The compromise has often been taught as a bit of a Faustian bargain between the Northern and Southern states: a necessary concession worked out as Americans tried to replace the faulty Articles of Confederation in the 1780s. To get the Southerners on board, the founders had to be willing to diminish the humanity of slaves by not counting them fully for the purposes of taxation, but still counting them (somewhat) for the purposes of giving the South representation—and political power—in the new Constitutional order that replaced the Articles. Southerners got the benefit of partial representation for people who were property, who could not vote and essentially had no rights, while not necessarily getting taxed on all their population (or property).

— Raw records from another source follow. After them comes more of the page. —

//! Short-lived visual effects (not gameplay-affecting)

use glam::Vec2;
use rand::Rng;
use rand_pcg::Pcg32;

use crate::consts::SCREEN_HEIGHT;

/// Tuning for a burst of spinning square particles
#[derive(Debug, Clone, Copy)]
pub struct SplashOptions {
    pub count: u32,
    pub color: [f32; 4],
    /// Particle edge length
    pub size: f32,
    /// Spin per tick (radians)
    pub angular_velocity: f32,
    /// Launch direction range (radians, screen space with y down)
    pub angle_min: f32,
    pub angle_max: f32,
    /// Launch speed (pixels per tick)
    pub speed: f32,
    /// Downward acceleration (pixels per tick²)
    pub ay: f32,
}

#[derive(Debug, Clone, Copy)]
pub struct SplashParticle {
    pub pos: Vec2,
    pub vel: Vec2,
    pub angle: f32,
}

#[derive(Debug, Clone)]
pub struct SplashEffect {
    pub ticks: u32,
    pub lifetime: u32,
    pub particles: Vec<SplashParticle>,
    pub options: SplashOptions,
}

impl SplashEffect {
    pub fn new(origin: Vec2, lifetime: u32, options: SplashOptions, rng: &mut Pcg32) -> Self {
        let particles = (0..options.count)
            .map(|_| {
                let spread = options.angle_max - options.angle_min;
                let theta = options.angle_min + spread * rng.random::<f32>();
                SplashParticle {
                    pos: origin,
                    vel: Vec2::from_angle(theta) * options.speed,
                    angle: theta,
                }
            })
            .collect();

        Self {
            ticks: 0,
            lifetime,
            particles,
            options,
        }
    }

    pub fn update(&mut self) {
        self.ticks += 1;
        for p in &mut self.particles {
            p.pos += p.vel;
            p.vel.y += self.options.ay;
            p.angle += self.options.angular_velocity;
        }
    }

    /// Done when its time is up or every particle has dropped out of view
    pub fn finished(&self) -> bool {
        self.ticks >= self.lifetime
            || self
                .particles
                .iter()
                .all(|p| p.pos.y > SCREEN_HEIGHT + self.options.size)
    }
}

/// Floating "+N" score text
#[derive(Debug, Clone)]
pub struct GainEffect {
    pub ticks: u32,
    pub lifetime: u32,
    pub pos: Vec2,
    pub gain: u64,
}

/// Upward drift of gain text (pixels per tick)
const GAIN_RISE_SPEED: f32 = 0.5;

impl GainEffect {
    pub fn new(pos: Vec2, lifetime: u32, gain: u64) -> Self {
        Self {
            ticks: 0,
            lifetime,
            pos,
            gain,
        }
    }

    pub fn update(&mut self) {
        self.ticks += 1;
        self.pos.y -= GAIN_RISE_SPEED;
    }

    pub fn finished(&self) -> bool {
        self.ticks >= self.lifetime
    }

    /// Opaque for the first two thirds of its life, then fades out linearly
    pub fn alpha(&self) -> f32 {
        let fade_start = self.lifetime * 2 / 3;
        if self.ticks <= fade_start {
            return 1.0;
        }
        let span = (self.lifetime - fade_start).max(1) as f32;
        (1.0 - (self.ticks - fade_start) as f32 / span).clamp(0.0, 1.0)
    }

    pub fn text(&self) -> String {
        format!("+{}", self.gain)
    }
}

/// Closed set of effect kinds
#[derive(Debug, Clone)]
pub enum Effect {
    Splash(SplashEffect),
    Gain(GainEffect),
}

impl Effect {
    pub fn update(&mut self) {
        match self {
            Effect::Splash(e) => e.update(),
            Effect::Gain(e) => e.update(),
        }
    }

    pub fn finished(&self) -> bool {
        match self {
            Effect::Splash(e) => e.finished(),
            Effect::Gain(e) => e.finished(),
        }
    }
}
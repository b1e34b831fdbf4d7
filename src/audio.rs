//! Sound cues
//!
//! The game only decides *which* cue plays and how loud; decoding and output belong
//! to a `SoundBackend` supplied by the host.

use serde::{Deserialize, Serialize};

/// Sound effect types
#[derive(Debug, Clone, Copy, PartialEq, Eq, Hash, Serialize, Deserialize)]
pub enum SoundEffect {
    /// Leaving the title screen
    GameStart,
    /// Run ended
    GameOver,
    /// Enemy knocked away during a rush
    Hit,
    /// Footsteps
    Run,
    /// Gauge starts filling
    Charge,
}

impl SoundEffect {
    pub const ALL: [SoundEffect; 5] = [
        SoundEffect::GameStart,
        SoundEffect::GameOver,
        SoundEffect::Hit,
        SoundEffect::Run,
        SoundEffect::Charge,
    ];

    /// Resource the backend should decode for this cue
    pub fn resource_name(&self) -> &'static str {
        match self {
            SoundEffect::GameStart => "game_start.dat",
            SoundEffect::GameOver => "game_over.dat",
            SoundEffect::Hit => "hit.dat",
            SoundEffect::Run => "run.dat",
            SoundEffect::Charge => "charge.dat",
        }
    }
}

/// Fire-and-forget playback provided by the host
pub trait SoundBackend {
    fn play(&mut self, effect: SoundEffect, volume: f32);
}

/// Backend that only traces what would have played
#[derive(Debug, Default)]
pub struct SilentBackend;

impl SoundBackend for SilentBackend {
    fn play(&mut self, effect: SoundEffect, volume: f32) {
        log::trace!("sound {:?} at {:.2}", effect, volume);
    }
}

/// Audio manager for the game
pub struct AudioManager {
    backend: Box<dyn SoundBackend>,
    master_volume: f32,
    sfx_volume: f32,
    muted: bool,
}

impl Default for AudioManager {
    fn default() -> Self {
        Self::new(Box::new(SilentBackend))
    }
}

impl AudioManager {
    pub fn new(backend: Box<dyn SoundBackend>) -> Self {
        Self {
            backend,
            master_volume: 1.0,
            sfx_volume: 1.0,
            muted: false,
        }
    }

    /// Set master volume (0.0 - 1.0)
    pub fn set_master_volume(&mut self, vol: f32) {
        self.master_volume = vol.clamp(0.0, 1.0);
    }

    /// Set SFX volume (0.0 - 1.0)
    pub fn set_sfx_volume(&mut self, vol: f32) {
        self.sfx_volume = vol.clamp(0.0, 1.0);
    }

    /// Mute/unmute all audio
    pub fn set_muted(&mut self, muted: bool) {
        self.muted = muted;
    }

    pub fn is_muted(&self) -> bool {
        self.muted
    }

    /// Get effective volume
    fn effective_volume(&self) -> f32 {
        if self.muted {
            0.0
        } else {
            self.master_volume * self.sfx_volume
        }
    }

    /// Play a sound effect at a cue-relative volume (1.0 = full)
    pub fn play(&mut self, effect: SoundEffect, volume: f32) {
        let vol = self.effective_volume() * volume;
        if vol <= 0.0 {
            return;
        }
        self.backend.play(effect, vol);
    }
}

But it occurred to me the other day—what taxation? It seemed like such a ludicrously simple question that it felt like I must have missed or forgotten something from all my reading in grad school. Sure, it made sense that the Southern states wanted to have slaves count as much as possible in terms of allocating House seats and presidential electoral votes, and the Northern states thought that slaves should not count at all—three-fifths was one way of splitting the baby, so to speak.
But if slaves were counted at this ratio for representation, how were they counted in terms of taxation? In other words, what taxes were ever levied on the basis of the three-fifths compromise?
It seems like a simple question, and I’d taken for granted in my teaching for years that this compromise was for both representation and taxation without thinking about what that actually meant. In fact, American historians know that few “direct taxes” were imposed by the federal government prior to the Civil War. During the antebellum era, the feds depended mostly on excise taxes (on goods such as liquor) and customs duties (on goods coming into the country). As Richard Bensel argued in his book Yankee Leviathan, the United States only consolidated a truly national government during the crisis of the Civil War. Prior to the conflict, the federal government had a rather weak hold over the states and exercised few powers of taxation and regulation.
My research is admittedly cursory, but I’ve been hard pressed to find examples of Washington actually levying a direct tax on the states on the basis of the three-fifths formula.